Problem: Copy out, from the entries below, each line that holds the string "true".

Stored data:
================================

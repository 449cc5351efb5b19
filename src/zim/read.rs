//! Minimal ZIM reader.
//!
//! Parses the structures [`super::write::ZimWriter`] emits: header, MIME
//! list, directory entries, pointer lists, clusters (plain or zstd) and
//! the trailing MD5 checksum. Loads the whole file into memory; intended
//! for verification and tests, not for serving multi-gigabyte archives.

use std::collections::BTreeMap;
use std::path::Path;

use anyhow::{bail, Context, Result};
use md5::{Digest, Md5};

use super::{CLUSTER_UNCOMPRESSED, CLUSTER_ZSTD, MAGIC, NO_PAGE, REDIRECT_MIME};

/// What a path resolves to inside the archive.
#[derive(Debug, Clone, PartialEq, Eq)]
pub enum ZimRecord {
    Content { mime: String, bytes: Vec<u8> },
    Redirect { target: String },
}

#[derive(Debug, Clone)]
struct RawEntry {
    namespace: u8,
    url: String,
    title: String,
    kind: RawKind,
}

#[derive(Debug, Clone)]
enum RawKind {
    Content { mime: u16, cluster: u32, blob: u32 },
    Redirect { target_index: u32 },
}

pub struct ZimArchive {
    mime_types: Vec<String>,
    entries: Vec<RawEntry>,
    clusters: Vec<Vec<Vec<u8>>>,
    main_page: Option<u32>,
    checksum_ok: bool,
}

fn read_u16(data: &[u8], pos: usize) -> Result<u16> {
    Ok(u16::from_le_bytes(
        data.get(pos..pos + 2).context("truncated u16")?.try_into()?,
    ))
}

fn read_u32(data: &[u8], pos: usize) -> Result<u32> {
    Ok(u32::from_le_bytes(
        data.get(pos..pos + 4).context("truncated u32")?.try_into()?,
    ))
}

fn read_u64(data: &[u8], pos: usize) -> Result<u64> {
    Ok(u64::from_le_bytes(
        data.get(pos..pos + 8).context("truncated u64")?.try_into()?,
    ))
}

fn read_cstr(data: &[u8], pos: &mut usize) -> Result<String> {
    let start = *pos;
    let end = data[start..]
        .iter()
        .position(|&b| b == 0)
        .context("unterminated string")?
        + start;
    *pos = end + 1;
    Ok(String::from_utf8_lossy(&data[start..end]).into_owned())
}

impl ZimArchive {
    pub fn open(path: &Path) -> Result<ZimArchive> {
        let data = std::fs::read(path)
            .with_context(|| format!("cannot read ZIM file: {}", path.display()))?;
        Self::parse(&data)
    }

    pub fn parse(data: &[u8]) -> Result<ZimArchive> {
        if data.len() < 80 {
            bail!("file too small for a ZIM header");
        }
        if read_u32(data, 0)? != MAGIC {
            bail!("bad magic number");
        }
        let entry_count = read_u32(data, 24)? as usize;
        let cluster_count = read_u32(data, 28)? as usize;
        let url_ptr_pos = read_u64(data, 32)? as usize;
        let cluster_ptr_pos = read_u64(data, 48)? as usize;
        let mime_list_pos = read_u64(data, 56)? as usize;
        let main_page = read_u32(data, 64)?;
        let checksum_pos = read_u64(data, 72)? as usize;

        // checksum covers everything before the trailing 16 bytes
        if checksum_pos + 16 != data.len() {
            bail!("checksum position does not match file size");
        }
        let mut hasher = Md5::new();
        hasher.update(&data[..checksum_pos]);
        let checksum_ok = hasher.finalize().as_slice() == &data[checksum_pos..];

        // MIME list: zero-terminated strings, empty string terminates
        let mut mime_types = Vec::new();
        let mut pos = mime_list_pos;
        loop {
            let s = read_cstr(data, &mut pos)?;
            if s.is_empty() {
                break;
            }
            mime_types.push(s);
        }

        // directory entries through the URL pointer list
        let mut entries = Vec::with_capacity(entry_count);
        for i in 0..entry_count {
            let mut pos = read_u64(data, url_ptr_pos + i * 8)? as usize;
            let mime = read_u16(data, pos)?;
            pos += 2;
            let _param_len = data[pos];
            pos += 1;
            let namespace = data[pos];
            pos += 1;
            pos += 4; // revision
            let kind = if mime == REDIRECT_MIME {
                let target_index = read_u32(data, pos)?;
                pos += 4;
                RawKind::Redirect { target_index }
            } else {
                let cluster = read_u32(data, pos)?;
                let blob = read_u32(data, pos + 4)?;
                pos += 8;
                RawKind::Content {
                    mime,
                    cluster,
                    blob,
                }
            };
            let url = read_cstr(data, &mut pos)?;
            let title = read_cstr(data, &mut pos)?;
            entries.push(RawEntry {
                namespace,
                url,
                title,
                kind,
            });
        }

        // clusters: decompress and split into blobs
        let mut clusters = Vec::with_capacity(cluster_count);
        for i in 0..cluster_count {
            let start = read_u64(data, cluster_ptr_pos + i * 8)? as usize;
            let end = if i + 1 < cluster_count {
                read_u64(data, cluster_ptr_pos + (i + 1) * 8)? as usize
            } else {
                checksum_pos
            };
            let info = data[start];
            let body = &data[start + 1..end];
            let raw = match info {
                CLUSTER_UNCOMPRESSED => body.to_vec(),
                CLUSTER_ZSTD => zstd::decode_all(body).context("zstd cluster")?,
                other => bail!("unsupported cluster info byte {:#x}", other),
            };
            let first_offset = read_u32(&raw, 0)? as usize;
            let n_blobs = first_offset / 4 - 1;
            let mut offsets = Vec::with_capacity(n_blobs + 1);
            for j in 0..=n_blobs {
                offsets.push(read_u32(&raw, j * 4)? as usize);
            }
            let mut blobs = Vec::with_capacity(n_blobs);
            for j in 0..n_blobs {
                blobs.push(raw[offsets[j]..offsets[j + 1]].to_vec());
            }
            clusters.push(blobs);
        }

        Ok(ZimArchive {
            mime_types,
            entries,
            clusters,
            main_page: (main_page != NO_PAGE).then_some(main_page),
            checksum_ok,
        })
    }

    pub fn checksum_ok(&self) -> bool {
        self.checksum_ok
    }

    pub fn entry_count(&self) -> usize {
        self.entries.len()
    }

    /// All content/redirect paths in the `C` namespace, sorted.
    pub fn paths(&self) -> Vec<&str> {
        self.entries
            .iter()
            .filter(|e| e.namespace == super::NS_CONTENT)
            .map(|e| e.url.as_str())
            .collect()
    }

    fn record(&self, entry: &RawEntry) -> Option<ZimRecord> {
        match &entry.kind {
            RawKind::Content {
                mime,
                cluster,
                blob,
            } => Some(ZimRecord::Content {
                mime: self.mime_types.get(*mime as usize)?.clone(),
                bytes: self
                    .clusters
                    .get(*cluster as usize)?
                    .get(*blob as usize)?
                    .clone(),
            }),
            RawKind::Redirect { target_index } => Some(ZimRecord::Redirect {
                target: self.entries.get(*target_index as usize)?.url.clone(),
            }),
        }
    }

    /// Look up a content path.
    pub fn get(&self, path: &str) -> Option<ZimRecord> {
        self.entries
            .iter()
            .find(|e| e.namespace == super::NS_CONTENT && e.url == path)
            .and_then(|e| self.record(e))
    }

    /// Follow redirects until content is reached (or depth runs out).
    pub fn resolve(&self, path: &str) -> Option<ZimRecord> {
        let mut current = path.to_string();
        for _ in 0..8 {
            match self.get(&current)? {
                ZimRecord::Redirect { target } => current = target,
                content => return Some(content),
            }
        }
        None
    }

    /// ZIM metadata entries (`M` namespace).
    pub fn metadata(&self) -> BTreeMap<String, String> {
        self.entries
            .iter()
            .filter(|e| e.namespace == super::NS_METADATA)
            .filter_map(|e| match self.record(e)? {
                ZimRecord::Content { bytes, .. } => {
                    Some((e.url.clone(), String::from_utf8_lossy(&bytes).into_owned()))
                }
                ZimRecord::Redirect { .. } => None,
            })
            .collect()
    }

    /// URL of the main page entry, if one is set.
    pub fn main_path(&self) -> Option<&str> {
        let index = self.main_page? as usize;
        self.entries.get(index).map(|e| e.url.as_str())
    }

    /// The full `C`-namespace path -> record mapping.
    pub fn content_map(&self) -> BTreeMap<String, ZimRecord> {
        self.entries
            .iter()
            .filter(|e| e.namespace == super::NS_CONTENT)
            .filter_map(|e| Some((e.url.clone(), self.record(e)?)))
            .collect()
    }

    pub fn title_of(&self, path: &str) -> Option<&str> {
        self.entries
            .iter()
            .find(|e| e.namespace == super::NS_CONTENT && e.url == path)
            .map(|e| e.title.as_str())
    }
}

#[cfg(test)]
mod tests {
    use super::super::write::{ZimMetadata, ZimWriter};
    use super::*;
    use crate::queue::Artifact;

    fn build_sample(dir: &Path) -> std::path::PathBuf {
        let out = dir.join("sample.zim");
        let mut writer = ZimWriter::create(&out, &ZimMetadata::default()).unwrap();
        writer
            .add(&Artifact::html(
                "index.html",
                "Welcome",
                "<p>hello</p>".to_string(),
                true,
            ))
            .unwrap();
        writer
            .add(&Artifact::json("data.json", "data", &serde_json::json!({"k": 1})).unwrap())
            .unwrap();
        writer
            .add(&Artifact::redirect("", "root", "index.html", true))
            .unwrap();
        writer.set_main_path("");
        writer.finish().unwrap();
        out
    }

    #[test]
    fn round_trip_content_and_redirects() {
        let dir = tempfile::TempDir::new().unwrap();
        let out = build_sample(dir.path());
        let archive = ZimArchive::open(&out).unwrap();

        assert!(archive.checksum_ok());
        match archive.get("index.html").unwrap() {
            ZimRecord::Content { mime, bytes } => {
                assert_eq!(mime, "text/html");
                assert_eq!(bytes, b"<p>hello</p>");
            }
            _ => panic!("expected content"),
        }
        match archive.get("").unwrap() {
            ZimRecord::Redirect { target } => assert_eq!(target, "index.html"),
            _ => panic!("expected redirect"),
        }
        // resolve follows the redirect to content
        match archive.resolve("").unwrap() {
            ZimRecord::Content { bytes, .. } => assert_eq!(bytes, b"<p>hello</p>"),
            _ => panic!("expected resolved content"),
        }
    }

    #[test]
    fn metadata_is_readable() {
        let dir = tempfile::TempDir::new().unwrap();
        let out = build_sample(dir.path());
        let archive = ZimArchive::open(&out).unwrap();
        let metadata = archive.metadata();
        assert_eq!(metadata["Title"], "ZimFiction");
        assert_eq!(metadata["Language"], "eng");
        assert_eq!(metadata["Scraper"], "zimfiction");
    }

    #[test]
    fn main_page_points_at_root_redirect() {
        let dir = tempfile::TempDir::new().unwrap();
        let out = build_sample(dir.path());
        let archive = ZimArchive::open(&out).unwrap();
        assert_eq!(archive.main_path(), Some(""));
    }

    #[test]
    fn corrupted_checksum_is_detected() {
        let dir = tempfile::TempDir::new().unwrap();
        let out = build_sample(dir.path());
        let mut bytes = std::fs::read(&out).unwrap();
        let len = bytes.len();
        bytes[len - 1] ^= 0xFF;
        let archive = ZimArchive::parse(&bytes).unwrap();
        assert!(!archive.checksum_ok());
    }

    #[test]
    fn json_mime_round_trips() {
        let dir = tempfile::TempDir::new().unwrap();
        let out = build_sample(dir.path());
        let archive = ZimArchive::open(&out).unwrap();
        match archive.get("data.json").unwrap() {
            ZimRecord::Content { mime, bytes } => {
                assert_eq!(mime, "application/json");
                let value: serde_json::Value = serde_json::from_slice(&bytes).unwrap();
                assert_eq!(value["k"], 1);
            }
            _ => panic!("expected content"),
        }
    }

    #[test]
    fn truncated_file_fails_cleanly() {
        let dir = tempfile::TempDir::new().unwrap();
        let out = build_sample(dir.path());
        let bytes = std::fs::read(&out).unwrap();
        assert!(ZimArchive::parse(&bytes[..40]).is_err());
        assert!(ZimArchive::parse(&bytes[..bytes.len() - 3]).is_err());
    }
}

================================

Response below:
                true,
            .add(&Artifact::redirect("", "root", "index.html", true))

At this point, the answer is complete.